[THE DATA]
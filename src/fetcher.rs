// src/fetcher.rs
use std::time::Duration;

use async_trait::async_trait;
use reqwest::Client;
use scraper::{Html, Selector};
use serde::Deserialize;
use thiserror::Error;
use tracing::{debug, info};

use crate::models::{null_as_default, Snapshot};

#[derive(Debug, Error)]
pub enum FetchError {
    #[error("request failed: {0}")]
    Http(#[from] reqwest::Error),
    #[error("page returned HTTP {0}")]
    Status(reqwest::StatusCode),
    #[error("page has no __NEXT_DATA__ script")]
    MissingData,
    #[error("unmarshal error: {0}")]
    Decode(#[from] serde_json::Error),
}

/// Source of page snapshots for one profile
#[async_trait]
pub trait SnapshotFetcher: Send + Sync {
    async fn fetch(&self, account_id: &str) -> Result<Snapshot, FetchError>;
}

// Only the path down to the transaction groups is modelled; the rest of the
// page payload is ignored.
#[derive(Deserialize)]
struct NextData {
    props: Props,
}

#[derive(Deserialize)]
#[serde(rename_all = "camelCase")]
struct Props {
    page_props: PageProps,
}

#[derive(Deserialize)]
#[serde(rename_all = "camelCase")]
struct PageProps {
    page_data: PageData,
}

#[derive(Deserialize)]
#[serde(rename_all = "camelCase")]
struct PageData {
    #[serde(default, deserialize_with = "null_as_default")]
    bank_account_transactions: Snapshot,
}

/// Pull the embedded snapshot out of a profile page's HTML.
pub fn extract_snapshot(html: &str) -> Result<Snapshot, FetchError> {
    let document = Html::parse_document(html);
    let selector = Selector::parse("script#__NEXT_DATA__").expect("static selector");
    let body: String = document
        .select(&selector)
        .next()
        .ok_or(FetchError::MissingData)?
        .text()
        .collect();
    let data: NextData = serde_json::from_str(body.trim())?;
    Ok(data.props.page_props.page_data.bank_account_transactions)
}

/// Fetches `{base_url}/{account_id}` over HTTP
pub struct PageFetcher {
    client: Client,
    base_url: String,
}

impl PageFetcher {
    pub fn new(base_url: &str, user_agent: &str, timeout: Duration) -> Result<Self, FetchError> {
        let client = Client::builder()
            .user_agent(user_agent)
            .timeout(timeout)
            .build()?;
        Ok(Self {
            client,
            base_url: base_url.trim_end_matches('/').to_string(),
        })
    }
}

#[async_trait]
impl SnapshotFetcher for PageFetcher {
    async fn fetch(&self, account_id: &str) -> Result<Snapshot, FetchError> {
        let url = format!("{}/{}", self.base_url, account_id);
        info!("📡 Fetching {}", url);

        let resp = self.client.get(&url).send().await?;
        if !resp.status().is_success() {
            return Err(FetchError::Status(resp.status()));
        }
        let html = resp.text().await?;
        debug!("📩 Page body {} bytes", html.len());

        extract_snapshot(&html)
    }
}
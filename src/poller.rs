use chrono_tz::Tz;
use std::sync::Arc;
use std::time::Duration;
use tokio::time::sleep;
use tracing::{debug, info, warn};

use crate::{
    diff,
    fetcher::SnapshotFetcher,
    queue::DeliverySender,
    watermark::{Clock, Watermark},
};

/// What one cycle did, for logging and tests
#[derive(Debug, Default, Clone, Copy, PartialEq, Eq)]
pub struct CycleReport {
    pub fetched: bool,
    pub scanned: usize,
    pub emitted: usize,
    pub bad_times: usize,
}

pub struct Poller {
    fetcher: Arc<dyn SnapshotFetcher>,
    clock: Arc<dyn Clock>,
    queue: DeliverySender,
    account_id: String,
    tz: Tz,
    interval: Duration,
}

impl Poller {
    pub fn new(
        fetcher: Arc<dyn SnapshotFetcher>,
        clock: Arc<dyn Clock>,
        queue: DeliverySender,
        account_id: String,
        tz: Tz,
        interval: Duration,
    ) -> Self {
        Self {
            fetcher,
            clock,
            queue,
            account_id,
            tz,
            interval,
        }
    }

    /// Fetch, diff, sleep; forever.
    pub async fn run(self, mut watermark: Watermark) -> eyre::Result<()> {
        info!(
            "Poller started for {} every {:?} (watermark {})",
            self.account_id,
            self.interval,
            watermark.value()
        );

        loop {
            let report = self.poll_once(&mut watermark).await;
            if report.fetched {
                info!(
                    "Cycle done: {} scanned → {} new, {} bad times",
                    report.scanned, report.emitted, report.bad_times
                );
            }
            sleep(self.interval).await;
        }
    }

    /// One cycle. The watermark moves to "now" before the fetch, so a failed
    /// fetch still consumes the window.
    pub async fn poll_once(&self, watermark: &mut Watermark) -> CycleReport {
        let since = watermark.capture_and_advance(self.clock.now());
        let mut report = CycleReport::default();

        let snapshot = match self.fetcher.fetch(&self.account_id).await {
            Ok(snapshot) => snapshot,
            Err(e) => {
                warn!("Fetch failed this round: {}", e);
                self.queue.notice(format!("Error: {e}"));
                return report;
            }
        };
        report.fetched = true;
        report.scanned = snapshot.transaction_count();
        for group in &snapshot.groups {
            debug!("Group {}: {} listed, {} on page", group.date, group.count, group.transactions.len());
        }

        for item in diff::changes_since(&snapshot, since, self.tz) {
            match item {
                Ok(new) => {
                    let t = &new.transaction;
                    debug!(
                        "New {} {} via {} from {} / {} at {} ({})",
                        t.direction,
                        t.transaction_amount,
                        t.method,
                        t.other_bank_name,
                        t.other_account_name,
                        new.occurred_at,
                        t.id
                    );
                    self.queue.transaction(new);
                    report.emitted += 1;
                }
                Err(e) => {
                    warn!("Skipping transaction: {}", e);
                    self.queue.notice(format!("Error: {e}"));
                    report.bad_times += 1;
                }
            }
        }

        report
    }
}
[/THE DATA]
Return every line of the preceding records in which the word "PageData" appears.

    page_data: PageData,
struct PageData {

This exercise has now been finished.